Wireless Federated Learning (WFL) for 6G Networks -- Part II: The Compute-then-Transmit NOMA Paradigm
Pavlos S. Bouzinis, Panagiotis D. Diamantoulakis, George K., Karagiannidis

TL;DR
This paper proposes and optimizes a novel Compute-then-Transmit NOMA protocol for wireless federated learning in 6G networks, demonstrating significant delay reduction through joint resource optimization and interference mitigation schemes.
Contribution
It introduces the CT-NOMA protocol for WFL, combining concurrent training and transmission with interference mitigation, and jointly optimizes resources for delay minimization.
Findings
CT-NOMA reduces delay compared to TDM-based methods.
Joint optimization of resources enhances WFL efficiency.

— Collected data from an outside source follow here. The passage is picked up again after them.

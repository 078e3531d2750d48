use secrecy::{ExposeSecret, Secret};
use service_core::config as core_config;
use service_core::error::AppError;
use std::env;
use std::time::Duration;

const DEFAULT_OPENAI_BASE_URL: &str = "https://api.openai.com/v1";
const DEFAULT_REQUEST_TIMEOUT_SECS: u64 = 60;

#[derive(Debug, Clone)]
pub struct BlogConfig {
    pub common: core_config::Config,
    pub openai: OpenAiConfig,
    /// Collector for OTLP spans; local JSON logging only when unset.
    pub otlp_endpoint: Option<String>,
}

#[derive(Debug, Clone)]
pub struct OpenAiConfig {
    pub api_key: Secret<String>,
    /// Root of the API, without the `/chat/completions` suffix.
    pub base_url: String,
    pub request_timeout: Duration,
}

impl BlogConfig {
    /// Load configuration from the process environment.
    ///
    /// Fails when `OPENAI_API_KEY` is missing or blank so the process never
    /// starts serving without a usable credential.
    pub fn load() -> Result<Self, AppError> {
        let common_config = core_config::Config::load()?;
        let is_prod = env::var("ENVIRONMENT").unwrap_or_else(|_| "dev".to_string()) == "prod";

        let api_key = get_env("OPENAI_API_KEY", None, is_prod)?;
        if api_key.trim().is_empty() {
            return Err(AppError::ConfigError(anyhow::anyhow!(
                "OPENAI_API_KEY is set but empty"
            )));
        }

        let timeout_secs = parse_timeout_secs(&get_env(
            "OPENAI_TIMEOUT_SECS",
            Some(&DEFAULT_REQUEST_TIMEOUT_SECS.to_string()),
            is_prod,
        )?)?;

        Ok(BlogConfig {
            common: common_config,
            openai: OpenAiConfig {
                api_key: Secret::new(api_key),
                base_url: get_env("OPENAI_BASE_URL", Some(DEFAULT_OPENAI_BASE_URL), is_prod)?,
                request_timeout: Duration::from_secs(timeout_secs),
            },
            otlp_endpoint: env::var("OTLP_ENDPOINT").ok().filter(|v| !v.is_empty()),
        })
    }
}

impl OpenAiConfig {
    pub fn new(api_key: impl Into<String>) -> Self {
        Self {
            api_key: Secret::new(api_key.into()),
            base_url: DEFAULT_OPENAI_BASE_URL.to_string(),
            request_timeout: Duration::from_secs(DEFAULT_REQUEST_TIMEOUT_SECS),
        }
    }

    pub fn with_base_url(mut self, base_url: impl Into<String>) -> Self {
        self.base_url = base_url.into();
        self
    }

    pub fn has_api_key(&self) -> bool {
        !self.api_key.expose_secret().trim().is_empty()
    }
}

/// Whole seconds, strictly positive. A zero timeout would fail every request.
fn parse_timeout_secs(raw: &str) -> Result<u64, AppError> {
    match raw.trim().parse::<u64>() {
        Ok(0) => Err(AppError::ConfigError(anyhow::anyhow!(
            "OPENAI_TIMEOUT_SECS must be greater than zero"
        ))),
        Ok(secs) => Ok(secs),
        Err(e) => Err(AppError::ConfigError(anyhow::anyhow!(
            "OPENAI_TIMEOUT_SECS must be a whole number of seconds, got {:?}: {}",
            raw,
            e
        ))),
    }
}

fn get_env(key: &str, default: Option<&str>, is_prod: bool) -> Result<String, AppError> {
    match env::var(key) {
        Ok(val) => Ok(val),
        Err(_) => {
            if is_prod {
                Err(AppError::ConfigError(anyhow::anyhow!(
                    "{} is required in production but not set",
                    key
                )))
            } else if let Some(def) = default {
                Ok(def.to_string())
            } else {
                Err(AppError::ConfigError(anyhow::anyhow!(
                    "{} is required but not set",
                    key
                )))
            }
        }
    }
}
//! Shared helpers for blog-service integration tests.

#![allow(dead_code)]

use async_trait::async_trait;
use blog_service::config::{BlogConfig, OpenAiConfig};
use blog_service::services::{GeneratedPost, GenerationClient, GenerationError, Prompt};
use blog_service::startup::Application;
use service_core::config::Config;
use std::sync::atomic::{AtomicUsize, Ordering};
use std::sync::{Arc, Mutex};
use std::time::Duration;

/// What the recording client answers with.
pub enum Reply {
    Text(String),
    Auth,
    RateLimit,
    Transport,
    Unknown,
}

/// Generation client double that records every prompt it receives.
pub struct RecordingClient {
    reply: Reply,
    calls: AtomicUsize,
    prompts: Mutex<Vec<Prompt>>,
}

impl RecordingClient {
    pub fn new(reply: Reply) -> Arc<Self> {
        Arc::new(Self {
            reply,
            calls: AtomicUsize::new(0),
            prompts: Mutex::new(Vec::new()),
        })
    }

    pub fn returning(text: &str) -> Arc<Self> {
        Self::new(Reply::Text(text.to_string()))
    }

    pub fn calls(&self) -> usize {
        self.calls.load(Ordering::SeqCst)
    }

    pub fn prompts(&self) -> Vec<Prompt> {
        self.prompts.lock().unwrap().clone()
    }
}

#[async_trait]
impl GenerationClient for RecordingClient {
    async fn generate(&self, prompt: &Prompt) -> Result<GeneratedPost, GenerationError> {
        self.calls.fetch_add(1, Ordering::SeqCst);
        self.prompts.lock().unwrap().push(prompt.clone());

        match &self.reply {
            Reply::Text(text) => Ok(GeneratedPost::new(text.clone())),
            Reply::Auth => Err(GenerationError::Authentication(
                "401 Unauthorized: Incorrect API key provided: sk-bad".to_string(),
            )),
            Reply::RateLimit => Err(GenerationError::RateLimit(
                "429 Too Many Requests: quota exceeded".to_string(),
            )),
            Reply::Transport => Err(GenerationError::Transport(
                "error sending request: connection refused".to_string(),
            )),
            Reply::Unknown => Err(GenerationError::Unknown("Empty completion".to_string())),
        }
    }
}

pub fn test_config() -> BlogConfig {
    BlogConfig {
        common: Config {
            host: "127.0.0.1".to_string(),
            port: 0,
        },
        openai: OpenAiConfig::new("test-api-key"),
        otlp_endpoint: None,
    }
}

/// Spawn the application on a random port and return its base URL.
pub async fn spawn_app(client: Arc<dyn GenerationClient>) -> String {
    let app = Application::build_with_client(test_config(), client)
        .await
        .expect("Failed to build application");

    let port = app.port();

    tokio::spawn(async move {
        let _ = app.run_until_stopped().await;
    });

    // Wait for server to start
    tokio::time::sleep(Duration::from_millis(50)).await;

    format!("http://127.0.0.1:{}", port)
}
pub mod generation;
pub mod prompt;

pub use generation::{GeneratedPost, GenerationClient, GenerationError, OpenAiClient};
pub use prompt::Prompt;
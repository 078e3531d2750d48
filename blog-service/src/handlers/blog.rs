use crate::models::{validation_message, BlogForm, Topic};
use crate::services::{GeneratedPost, Prompt};
use crate::AppState;
use askama::Template;
use axum::{
    extract::{rejection::FormRejection, State},
    response::IntoResponse,
    Form,
};
use metrics::counter;

/// Only message users ever see for a failed generation.
pub const GENERATION_ERROR_MESSAGE: &str = "Error generating blog";

#[derive(Template, Default)]
#[template(path = "index.html")]
pub struct BlogPage {
    pub topic: String,
    pub validation_message: Option<String>,
    pub error_message: Option<String>,
    pub post: Option<PostView>,
}

pub struct PostView {
    pub topic: String,
    pub text: String,
    pub word_count: usize,
}

impl BlogPage {
    fn invalid(topic: String, message: String) -> Self {
        Self {
            topic,
            validation_message: Some(message),
            ..Self::default()
        }
    }

    fn generated(topic: &Topic, post: &GeneratedPost) -> Self {
        Self {
            topic: topic.to_string(),
            post: Some(PostView {
                topic: topic.to_string(),
                text: post.text().to_string(),
                word_count: post.word_count(),
            }),
            ..Self::default()
        }
    }

    fn failed(topic: &Topic) -> Self {
        Self {
            topic: topic.to_string(),
            error_message: Some(GENERATION_ERROR_MESSAGE.to_string()),
            ..Self::default()
        }
    }
}

pub async fn index() -> impl IntoResponse {
    BlogPage::default()
}

pub async fn generate(
    State(state): State<AppState>,
    form: Result<Form<BlogForm>, FormRejection>,
) -> impl IntoResponse {
    let raw_topic = match form {
        Ok(Form(form)) => form.topic,
        Err(rejection) => {
            tracing::warn!(error = %rejection, "Unreadable blog form submission");
            String::new()
        }
    };

    let topic = match Topic::parse(&raw_topic) {
        Ok(topic) => topic,
        Err(errors) => {
            tracing::warn!("Empty topic received");
            return BlogPage::invalid(raw_topic, validation_message(&errors));
        }
    };

    tracing::info!(topic_len = topic.as_str().len(), "Generating blog post");

    let prompt = Prompt::for_topic(topic.as_str());
    match state.generation_client.generate(&prompt).await {
        Ok(post) => {
            counter!("blog_generations_total", "outcome" => "success").increment(1);
            tracing::info!(
                chars = post.text().len(),
                words = post.word_count(),
                "Generated blog post"
            );
            BlogPage::generated(&topic, &post)
        }
        Err(e) => {
            counter!("blog_generations_total", "outcome" => "error").increment(1);
            tracing::error!(kind = e.kind(), error = %e, "Blog generation failed");
            BlogPage::failed(&topic)
        }
    }
}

Interference mitigation schemes improve transmission reliability.
Abstract
As it has been discussed in the first part of this work, the utilization of advanced multiple access protocols and the joint optimization of the communication and computing resources can facilitate the reduction of delay for wireless federated learning (WFL), which is of paramount importance for the efficient integration of WFL in the sixth generation of wireless networks (6G). To this end, in this second part we introduce and optimize a novel communication protocol for WFL networks, that is based on non-orthogonal multiple access (NOMA). More specifically, the Compute-then-Transmit NOMA (CT-NOMA) protocol is introduced, where users terminate concurrently the local model training and then simultaneously transmit the trained parameters to the central server. Moreover, two different detection schemes for the mitigation of inter-user interference in NOMA are considered and evaluated, which…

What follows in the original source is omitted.